TO DO>
Every record is to be printed exactly as it appears.
DATA FOR THE TASK Start Marker
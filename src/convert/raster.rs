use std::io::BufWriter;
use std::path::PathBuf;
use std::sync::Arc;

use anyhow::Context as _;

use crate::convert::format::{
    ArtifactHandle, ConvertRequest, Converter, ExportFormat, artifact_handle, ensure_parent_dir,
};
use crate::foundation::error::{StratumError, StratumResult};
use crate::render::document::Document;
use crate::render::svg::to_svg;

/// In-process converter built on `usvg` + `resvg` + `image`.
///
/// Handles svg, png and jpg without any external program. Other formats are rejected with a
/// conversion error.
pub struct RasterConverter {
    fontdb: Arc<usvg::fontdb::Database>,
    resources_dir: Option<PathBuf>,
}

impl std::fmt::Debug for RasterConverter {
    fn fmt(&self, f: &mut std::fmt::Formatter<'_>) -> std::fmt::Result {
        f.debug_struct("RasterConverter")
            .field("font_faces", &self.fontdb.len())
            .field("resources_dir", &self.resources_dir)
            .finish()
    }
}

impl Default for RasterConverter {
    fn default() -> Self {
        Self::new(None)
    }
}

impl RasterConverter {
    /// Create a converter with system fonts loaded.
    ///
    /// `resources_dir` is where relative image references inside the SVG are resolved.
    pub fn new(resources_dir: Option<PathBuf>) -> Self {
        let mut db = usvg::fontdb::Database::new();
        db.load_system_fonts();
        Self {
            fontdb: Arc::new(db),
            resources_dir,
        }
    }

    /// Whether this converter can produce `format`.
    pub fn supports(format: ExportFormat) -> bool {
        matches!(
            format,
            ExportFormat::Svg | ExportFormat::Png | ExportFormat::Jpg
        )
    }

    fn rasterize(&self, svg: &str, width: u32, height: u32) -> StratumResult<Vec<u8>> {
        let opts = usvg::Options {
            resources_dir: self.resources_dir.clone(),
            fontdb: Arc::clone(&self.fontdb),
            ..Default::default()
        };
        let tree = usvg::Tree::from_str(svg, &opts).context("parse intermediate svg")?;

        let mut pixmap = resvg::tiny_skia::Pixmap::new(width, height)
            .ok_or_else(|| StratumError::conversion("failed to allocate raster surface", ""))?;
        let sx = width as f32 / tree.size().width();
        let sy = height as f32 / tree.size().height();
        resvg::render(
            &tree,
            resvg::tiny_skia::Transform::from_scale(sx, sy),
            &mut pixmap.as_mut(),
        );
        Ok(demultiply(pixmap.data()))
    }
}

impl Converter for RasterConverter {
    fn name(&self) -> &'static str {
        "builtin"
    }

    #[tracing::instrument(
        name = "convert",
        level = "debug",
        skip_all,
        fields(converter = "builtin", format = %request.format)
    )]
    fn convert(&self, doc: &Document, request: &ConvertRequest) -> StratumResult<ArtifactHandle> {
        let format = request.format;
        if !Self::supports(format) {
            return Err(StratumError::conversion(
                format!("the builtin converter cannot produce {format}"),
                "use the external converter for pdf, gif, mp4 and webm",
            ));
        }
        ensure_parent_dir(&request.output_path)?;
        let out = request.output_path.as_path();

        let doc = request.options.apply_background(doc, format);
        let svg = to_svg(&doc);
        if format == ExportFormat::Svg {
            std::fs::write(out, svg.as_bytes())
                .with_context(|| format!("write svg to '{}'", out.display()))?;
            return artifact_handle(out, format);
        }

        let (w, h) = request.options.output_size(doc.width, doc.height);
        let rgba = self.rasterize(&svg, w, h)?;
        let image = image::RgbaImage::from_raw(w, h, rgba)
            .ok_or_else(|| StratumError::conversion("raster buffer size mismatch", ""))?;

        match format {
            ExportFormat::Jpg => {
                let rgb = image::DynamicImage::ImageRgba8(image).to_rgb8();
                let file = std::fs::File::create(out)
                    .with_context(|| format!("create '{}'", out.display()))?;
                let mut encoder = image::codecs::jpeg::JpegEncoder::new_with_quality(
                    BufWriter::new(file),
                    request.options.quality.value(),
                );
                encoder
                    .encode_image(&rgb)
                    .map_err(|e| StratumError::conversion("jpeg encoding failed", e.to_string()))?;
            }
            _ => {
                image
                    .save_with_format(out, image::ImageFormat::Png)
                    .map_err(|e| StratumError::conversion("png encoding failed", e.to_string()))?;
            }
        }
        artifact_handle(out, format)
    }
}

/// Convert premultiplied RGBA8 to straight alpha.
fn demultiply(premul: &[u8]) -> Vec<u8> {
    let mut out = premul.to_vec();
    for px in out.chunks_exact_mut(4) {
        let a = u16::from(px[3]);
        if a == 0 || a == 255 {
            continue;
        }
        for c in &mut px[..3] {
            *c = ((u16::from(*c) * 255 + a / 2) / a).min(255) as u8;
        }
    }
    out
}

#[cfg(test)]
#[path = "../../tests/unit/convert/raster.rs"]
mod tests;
DATA FOR THE TASK End Marker
SOLUTION TO THE PROBLEM>
filename src/convert/raster.rs
use std::io::BufWriter;
use std::path::PathBuf;
use std::sync::Arc;

use anyhow::Context as _;

use crate::convert::format::{
    ArtifactHandle, ConvertRequest, Converter, ExportFormat, artifact_handle, ensure_parent_dir,
};
use crate::foundation::error::{StratumError, StratumResult};
use crate::render::document::Document;
use crate::render::svg::to_svg;

/// In-process converter built on `usvg` + `resvg` + `image`.
///
/// Handles svg, png and jpg without any external program. Other formats are rejected with a
/// conversion error.
pub struct RasterConverter {
    fontdb: Arc<usvg::fontdb::Database>,
    resources_dir: Option<PathBuf>,
}

impl std::fmt::Debug for RasterConverter {
    fn fmt(&self, f: &mut std::fmt::Formatter<'_>) -> std::fmt::Result {
        f.debug_struct("RasterConverter")
            .field("font_faces", &self.fontdb.len())
            .field("resources_dir", &self.resources_dir)
            .finish()
    }
}

impl Default for RasterConverter {
    fn default() -> Self {
        Self::new(None)
    }
}

impl RasterConverter {
    /// Create a converter with system fonts loaded.
    ///
    /// `resources_dir` is where relative image references inside the SVG are resolved.
    pub fn new(resources_dir: Option<PathBuf>) -> Self {
        let mut db = usvg::fontdb::Database::new();
        db.load_system_fonts();
        Self {
            fontdb: Arc::new(db),
            resources_dir,
        }
    }

    /// Whether this converter can produce `format`.
    pub fn supports(format: ExportFormat) -> bool {
        matches!(
            format,
            ExportFormat::Svg | ExportFormat::Png | ExportFormat::Jpg
        )
    }

    fn rasterize(&self, svg: &str, width: u32, height: u32) -> StratumResult<Vec<u8>> {
        let opts = usvg::Options {
            resources_dir: self.resources_dir.clone(),
            fontdb: Arc::clone(&self.fontdb),
            ..Default::default()
        };
        let tree = usvg::Tree::from_str(svg, &opts).context("parse intermediate svg")?;

        let mut pixmap = resvg::tiny_skia::Pixmap::new(width, height)
            .ok_or_else(|| StratumError::conversion("failed to allocate raster surface", ""))?;
        let sx = width as f32 / tree.size().width();
        let sy = height as f32 / tree.size().height();
        resvg::render(
            &tree,
            resvg::tiny_skia::Transform::from_scale(sx, sy),
            &mut pixmap.as_mut(),
        );
        Ok(demultiply(pixmap.data()))
    }
}

impl Converter for RasterConverter {
    fn name(&self) -> &'static str {
        "builtin"
    }

    #[tracing::instrument(
        name = "convert",
        level = "debug",
        skip_all,
        fields(converter = "builtin", format = %request.format)
    )]
    fn convert(&self, doc: &Document, request: &ConvertRequest) -> StratumResult<ArtifactHandle> {
        let format = request.format;
        if !Self::supports(format) {
            return Err(StratumError::conversion(
                format!("the builtin converter cannot produce {format}"),
                "use the external converter for pdf, gif, mp4 and webm",
            ));
        }
        ensure_parent_dir(&request.output_path)?;
        let out = request.output_path.as_path();

        let doc = request.options.apply_background(doc, format);
        let svg = to_svg(&doc);
        if format == ExportFormat::Svg {
            std::fs::write(out, svg.as_bytes())
                .with_context(|| format!("write svg to '{}'", out.display()))?;
            return artifact_handle(out, format);
        }

        let (w, h) = request.options.output_size(doc.width, doc.height);
        let rgba = self.rasterize(&svg, w, h)?;
        let image = image::RgbaImage::from_raw(w, h, rgba)
            .ok_or_else(|| StratumError::conversion("raster buffer size mismatch", ""))?;

        match format {
            ExportFormat::Jpg => {
                let rgb = image::DynamicImage::ImageRgba8(image).to_rgb8();
                let file = std::fs::File::create(out)
                    .with_context(|| format!("create '{}'", out.display()))?;
                let mut encoder = image::codecs::jpeg::JpegEncoder::new_with_quality(
                    BufWriter::new(file),
                    request.options.quality.value(),
                );
                encoder
                    .encode_image(&rgb)
                    .map_err(|e| StratumError::conversion("jpeg encoding failed", e.to_string()))?;
            }
            _ => {
                image
                    .save_with_format(out, image::ImageFormat::Png)
                    .map_err(|e| StratumError::conversion("png encoding failed", e.to_string()))?;
            }
        }
        artifact_handle(out, format)
    }
}

/// Convert premultiplied RGBA8 to straight alpha.
fn demultiply(premul: &[u8]) -> Vec<u8> {
    let mut out = premul.to_vec();
    for px in out.chunks_exact_mut(4) {
        let a = u16::from(px[3]);
        if a == 0 || a == 255 {
            continue;
        }
        for c in &mut px[..3] {
            *c = ((u16::from(*c) * 255 + a / 2) / a).min(255) as u8;
        }
    }
    out
}

#[cfg(test)]
#[path = "../../tests/unit/convert/raster.rs"]
mod tests;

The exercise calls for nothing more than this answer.